Comme vous le savez, à la fin de ce mois, je pourrai enfin me rendre en pèlerinage pour la paix en République Démocratique du Congo, avec l’espérance que cesse la violence dans l’Est du pays et que la voie du dialogue ainsi que la volonté de travailler pour la sécurité et le bien commun prévalent. Le pèlerinage se poursuivra au Sud-Soudan, où je serai accompagné de l’Archevêque de Canterbury et du Modérateur général de l’Église presbytérienne d’Écosse. Ensemble, nous souhaitons nous joindre au cri de paix du peuple et contribuer au processus de réconciliation nationale.

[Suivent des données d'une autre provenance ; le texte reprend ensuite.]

//! Event bus port — publish/subscribe for relay events.

use relayhub_domain::event::RelayEvent;

/// Publishes relay events to interested subscribers.
pub trait EventPublisher {
    /// Publish an event to all current subscribers. Events published while
    /// nobody is listening are dropped.
    fn publish(&self, event: RelayEvent);
}

impl<T: EventPublisher + Send + Sync> EventPublisher for std::sync::Arc<T> {
    fn publish(&self, event: RelayEvent) {
        (**self).publish(event);
    }
}
//! Ingestion pipeline: extract, chunk, store

use std::path::{Path, PathBuf};
use std::sync::Arc;

use crate::error::Result;
use crate::retrieval::KnowledgeStore;

use super::chunker::ParagraphChunker;
use super::parser::TextExtractor;

/// What happened to an ingested document
#[derive(Debug, Clone, Copy, PartialEq, Eq)]
pub enum IngestOutcome {
    /// Chunks were embedded and written; holds the number of new records
    Stored(usize),
    /// Extraction produced no text
    NoText,
    /// Text was present but yielded no non-blank paragraph
    NoChunks,
}

/// Pipeline turning an uploaded file into stored chunks
#[derive(Clone)]
pub struct IngestPipeline {
    extractor: Arc<dyn TextExtractor>,
    chunker: ParagraphChunker,
    knowledge: KnowledgeStore,
}

impl IngestPipeline {
    /// Create a new pipeline
    pub fn new(extractor: Arc<dyn TextExtractor>, knowledge: KnowledgeStore) -> Self {
        Self {
            extractor,
            chunker: ParagraphChunker::new(),
            knowledge,
        }
    }

    /// Knowledge store the pipeline writes into
    pub fn knowledge(&self) -> &KnowledgeStore {
        &self.knowledge
    }

    /// Process a PDF saved at `path`, stored under `filename` as document id.
    ///
    /// Empty text and zero chunks are not errors: they are logged and the
    /// collection is left unchanged.
    pub async fn process_pdf(&self, path: &Path, filename: &str) -> Result<IngestOutcome> {
        tracing::info!("Processing '{}'", filename);

        // Extraction is CPU bound and may block on disk
        let extractor = self.extractor.clone();
        let owned_path: PathBuf = path.to_path_buf();
        let text = tokio::task::spawn_blocking(move || extractor.extract(&owned_path)).await??;

        if text.trim().is_empty() {
            tracing::warn!("No text extracted from '{}'", filename);
            return Ok(IngestOutcome::NoText);
        }
        tracing::info!(
            "Extracted {} characters from '{}' with {}",
            text.chars().count(),
            filename,
            self.extractor.name()
        );

        let chunks = self.chunker.chunk_document(filename, &text);
        if chunks.is_empty() {
            tracing::warn!("No chunks produced for '{}'", filename);
            return Ok(IngestOutcome::NoChunks);
        }
        tracing::info!("Split '{}' into {} chunks", filename, chunks.len());

        let stored = self.knowledge.insert(filename, &chunks).await?;
        match self.knowledge.count().await {
            Ok(total) => tracing::info!(
                "Stored {} chunks of '{}' ({} records in collection)",
                stored,
                filename,
                total
            ),
            Err(e) => tracing::warn!(
                "Stored {} chunks of '{}', collection size unavailable: {}",
                stored,
                filename,
                e
            ),
        }

        Ok(IngestOutcome::Stored(stored))
    }
}
//! Response bodies for the HTTP API

use serde::{Deserialize, Serialize};

/// Answer returned when retrieval finds nothing to ground a reply on
pub const NOT_FOUND_ANSWER: &str =
    "Não encontrei informações relevantes nos documentos para responder a essa pergunta.";

/// Body of a `POST /query` reply
#[derive(Debug, Clone, PartialEq, Serialize, Deserialize)]
pub struct QueryResponse {
    /// Generated answer, or the canned not-found text
    pub resposta: String,
}

impl QueryResponse {
    /// Wrap a generated answer
    pub fn new(resposta: impl Into<String>) -> Self {
        Self {
            resposta: resposta.into(),
        }
    }

    /// Reply used when the store has nothing relevant
    pub fn not_found() -> Self {
        Self::new(NOT_FOUND_ANSWER)
    }
}

/// Body of a successful `POST /upload` reply
#[derive(Debug, Clone, PartialEq, Serialize, Deserialize)]
pub struct UploadResponse {
    pub status: String,
    pub mensagem: String,
    pub nome_arquivo: String,
}

impl UploadResponse {
    /// Success reply for an uploaded file
    pub fn success(nome_arquivo: impl Into<String>) -> Self {
        Self {
            status: "sucesso".to_string(),
            mensagem: "Arquivo processado e memória do Jarbas atualizada.".to_string(),
            nome_arquivo: nome_arquivo.into(),
        }
    }
}

/// Body of `GET /`
#[derive(Debug, Clone, PartialEq, Serialize, Deserialize)]
pub struct StatusResponse {
    #[serde(rename = "Projeto")]
    pub projeto: String,
    #[serde(rename = "Status")]
    pub status: String,
}

impl Default for StatusResponse {
    fn default() -> Self {
        Self {
            projeto: "Jarbas".to_string(),
            status: "API Online".to_string(),
        }
    }
}

/// Error body shared by every failing endpoint
#[derive(Debug, Clone, PartialEq, Serialize, Deserialize)]
pub struct ErrorResponse {
    pub detail: String,
}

Nous ne devons pas non plus oublier d’autres situations où les conséquences de conflits non encore résolus continuent de peser. Je pense en particulier à la situation dans le Caucase du Sud. J’exhorte les parties à respecter le cessez-le-feu, en réaffirmant que la libération des prisonniers militaires et civils serait un pas important vers un accord de paix désiré.

Je pense également au Yémen, où le cessez-le-feu conclu en octobre dernier tient bon mais où de nombreux civils continuent de mourir à cause des mines, et à l’Éthiopie où j’espère que le processus de pacification se poursuivra et que l’engagement de la Communauté internationale à faire face à la crise humanitaire qui touche le pays sera renforcé.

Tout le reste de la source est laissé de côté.